---------- Data for analysis
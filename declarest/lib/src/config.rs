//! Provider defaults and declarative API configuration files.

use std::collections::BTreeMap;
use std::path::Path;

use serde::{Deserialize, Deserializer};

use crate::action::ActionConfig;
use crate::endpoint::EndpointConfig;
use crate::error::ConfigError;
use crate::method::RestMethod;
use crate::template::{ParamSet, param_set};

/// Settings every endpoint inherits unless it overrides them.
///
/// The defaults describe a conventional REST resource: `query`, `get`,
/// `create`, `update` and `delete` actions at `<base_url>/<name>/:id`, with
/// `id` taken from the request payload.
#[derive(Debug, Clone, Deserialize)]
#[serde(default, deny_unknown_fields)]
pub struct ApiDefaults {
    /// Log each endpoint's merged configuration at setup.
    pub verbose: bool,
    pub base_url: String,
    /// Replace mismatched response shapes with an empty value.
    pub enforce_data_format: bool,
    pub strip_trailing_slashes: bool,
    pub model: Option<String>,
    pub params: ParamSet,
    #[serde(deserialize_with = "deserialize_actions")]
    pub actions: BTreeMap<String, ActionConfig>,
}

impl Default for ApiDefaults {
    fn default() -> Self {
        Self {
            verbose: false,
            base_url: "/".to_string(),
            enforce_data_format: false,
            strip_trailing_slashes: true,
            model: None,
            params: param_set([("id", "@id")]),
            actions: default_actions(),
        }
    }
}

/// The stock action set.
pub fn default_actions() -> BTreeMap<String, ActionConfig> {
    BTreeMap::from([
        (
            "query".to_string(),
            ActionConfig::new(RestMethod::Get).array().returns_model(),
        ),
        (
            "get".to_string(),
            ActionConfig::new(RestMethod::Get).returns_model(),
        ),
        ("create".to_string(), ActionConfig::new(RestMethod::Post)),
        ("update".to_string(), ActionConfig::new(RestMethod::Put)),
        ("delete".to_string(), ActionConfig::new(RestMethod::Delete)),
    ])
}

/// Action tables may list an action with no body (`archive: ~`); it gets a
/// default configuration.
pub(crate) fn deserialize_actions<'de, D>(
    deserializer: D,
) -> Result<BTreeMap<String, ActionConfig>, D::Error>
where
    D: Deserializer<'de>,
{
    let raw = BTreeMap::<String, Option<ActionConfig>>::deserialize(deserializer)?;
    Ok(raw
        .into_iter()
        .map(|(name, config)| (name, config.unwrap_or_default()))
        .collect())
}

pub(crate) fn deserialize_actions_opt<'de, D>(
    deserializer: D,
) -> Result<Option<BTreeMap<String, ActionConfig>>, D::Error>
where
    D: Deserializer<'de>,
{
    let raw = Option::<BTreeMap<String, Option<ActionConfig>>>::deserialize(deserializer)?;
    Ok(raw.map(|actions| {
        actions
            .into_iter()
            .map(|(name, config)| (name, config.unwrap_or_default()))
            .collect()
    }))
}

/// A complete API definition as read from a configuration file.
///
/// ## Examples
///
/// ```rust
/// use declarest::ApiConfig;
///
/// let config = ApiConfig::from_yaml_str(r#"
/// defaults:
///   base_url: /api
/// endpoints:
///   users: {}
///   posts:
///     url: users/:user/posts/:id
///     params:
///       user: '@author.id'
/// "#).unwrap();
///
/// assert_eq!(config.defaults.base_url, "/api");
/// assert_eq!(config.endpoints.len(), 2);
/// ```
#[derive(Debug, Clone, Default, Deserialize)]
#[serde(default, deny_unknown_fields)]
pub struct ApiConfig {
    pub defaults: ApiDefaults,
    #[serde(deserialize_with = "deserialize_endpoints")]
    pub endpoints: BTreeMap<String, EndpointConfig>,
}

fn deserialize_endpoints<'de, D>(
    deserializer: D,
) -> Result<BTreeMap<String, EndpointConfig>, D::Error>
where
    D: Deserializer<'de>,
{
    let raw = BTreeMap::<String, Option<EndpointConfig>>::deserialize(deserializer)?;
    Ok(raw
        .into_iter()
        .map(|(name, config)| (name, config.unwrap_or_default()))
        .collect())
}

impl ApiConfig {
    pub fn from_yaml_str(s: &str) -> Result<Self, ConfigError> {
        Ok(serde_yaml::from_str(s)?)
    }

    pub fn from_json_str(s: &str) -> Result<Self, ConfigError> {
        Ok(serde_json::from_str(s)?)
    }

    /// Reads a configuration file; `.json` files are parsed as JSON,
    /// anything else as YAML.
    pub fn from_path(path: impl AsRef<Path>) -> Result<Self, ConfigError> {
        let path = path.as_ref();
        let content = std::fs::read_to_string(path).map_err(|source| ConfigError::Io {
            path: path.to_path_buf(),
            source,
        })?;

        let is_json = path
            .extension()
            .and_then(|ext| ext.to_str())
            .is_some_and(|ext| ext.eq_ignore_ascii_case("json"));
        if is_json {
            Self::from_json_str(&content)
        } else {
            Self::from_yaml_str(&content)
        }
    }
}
--------------------
» **Exercise requirements**
Nothing above should be left out; write out every record exactly.

» **Expected answer**
filename declarest/lib/src/config.rs
//! Provider defaults and declarative API configuration files.

use std::collections::BTreeMap;
use std::path::Path;

use serde::{Deserialize, Deserializer};

use crate::action::ActionConfig;
use crate::endpoint::EndpointConfig;
use crate::error::ConfigError;
use crate::method::RestMethod;
use crate::template::{ParamSet, param_set};

/// Settings every endpoint inherits unless it overrides them.
///
/// The defaults describe a conventional REST resource: `query`, `get`,
/// `create`, `update` and `delete` actions at `<base_url>/<name>/:id`, with
/// `id` taken from the request payload.
#[derive(Debug, Clone, Deserialize)]
#[serde(default, deny_unknown_fields)]
pub struct ApiDefaults {
    /// Log each endpoint's merged configuration at setup.
    pub verbose: bool,
    pub base_url: String,
    /// Replace mismatched response shapes with an empty value.
    pub enforce_data_format: bool,
    pub strip_trailing_slashes: bool,
    pub model: Option<String>,
    pub params: ParamSet,
    #[serde(deserialize_with = "deserialize_actions")]
    pub actions: BTreeMap<String, ActionConfig>,
}

impl Default for ApiDefaults {
    fn default() -> Self {
        Self {
            verbose: false,
            base_url: "/".to_string(),
            enforce_data_format: false,
            strip_trailing_slashes: true,
            model: None,
            params: param_set([("id", "@id")]),
            actions: default_actions(),
        }
    }
}

/// The stock action set.
pub fn default_actions() -> BTreeMap<String, ActionConfig> {
    BTreeMap::from([
        (
            "query".to_string(),
            ActionConfig::new(RestMethod::Get).array().returns_model(),
        ),
        (
            "get".to_string(),
            ActionConfig::new(RestMethod::Get).returns_model(),
        ),
        ("create".to_string(), ActionConfig::new(RestMethod::Post)),
        ("update".to_string(), ActionConfig::new(RestMethod::Put)),
        ("delete".to_string(), ActionConfig::new(RestMethod::Delete)),
    ])
}

/// Action tables may list an action with no body (`archive: ~`); it gets a
/// default configuration.
pub(crate) fn deserialize_actions<'de, D>(
    deserializer: D,
) -> Result<BTreeMap<String, ActionConfig>, D::Error>
where
    D: Deserializer<'de>,
{
    let raw = BTreeMap::<String, Option<ActionConfig>>::deserialize(deserializer)?;
    Ok(raw
        .into_iter()
        .map(|(name, config)| (name, config.unwrap_or_default()))
        .collect())
}

pub(crate) fn deserialize_actions_opt<'de, D>(
    deserializer: D,
) -> Result<Option<BTreeMap<String, ActionConfig>>, D::Error>
where
    D: Deserializer<'de>,
{
    let raw = Option::<BTreeMap<String, Option<ActionConfig>>>::deserialize(deserializer)?;
    Ok(raw.map(|actions| {
        actions
            .into_iter()
            .map(|(name, config)| (name, config.unwrap_or_default()))
            .collect()
    }))
}

/// A complete API definition as read from a configuration file.
///
/// ## Examples
///
/// ```rust
/// use declarest::ApiConfig;
///
/// let config = ApiConfig::from_yaml_str(r#"
/// defaults:
///   base_url: /api
/// endpoints:
///   users: {}
///   posts:
///     url: users/:user/posts/:id
///     params:
///       user: '@author.id'
/// "#).unwrap();
///
/// assert_eq!(config.defaults.base_url, "/api");
/// assert_eq!(config.endpoints.len(), 2);
/// ```
#[derive(Debug, Clone, Default, Deserialize)]
#[serde(default, deny_unknown_fields)]
pub struct ApiConfig {
    pub defaults: ApiDefaults,
    #[serde(deserialize_with = "deserialize_endpoints")]
    pub endpoints: BTreeMap<String, EndpointConfig>,
}

fn deserialize_endpoints<'de, D>(
    deserializer: D,
) -> Result<BTreeMap<String, EndpointConfig>, D::Error>
where
    D: Deserializer<'de>,
{
    let raw = BTreeMap::<String, Option<EndpointConfig>>::deserialize(deserializer)?;
    Ok(raw
        .into_iter()
        .map(|(name, config)| (name, config.unwrap_or_default()))
        .collect())
}

impl ApiConfig {
    pub fn from_yaml_str(s: &str) -> Result<Self, ConfigError> {
        Ok(serde_yaml::from_str(s)?)
    }

    pub fn from_json_str(s: &str) -> Result<Self, ConfigError> {
        Ok(serde_json::from_str(s)?)
    }

    /// Reads a configuration file; `.json` files are parsed as JSON,
    /// anything else as YAML.
    pub fn from_path(path: impl AsRef<Path>) -> Result<Self, ConfigError> {
        let path = path.as_ref();
        let content = std::fs::read_to_string(path).map_err(|source| ConfigError::Io {
            path: path.to_path_buf(),
            source,
        })?;

        let is_json = path
            .extension()
            .and_then(|ext| ext.to_str())
            .is_some_and(|ext| ext.eq_ignore_ascii_case("json"));
        if is_json {
            Self::from_json_str(&content)
        } else {
            Self::from_yaml_str(&content)
        }
    }
}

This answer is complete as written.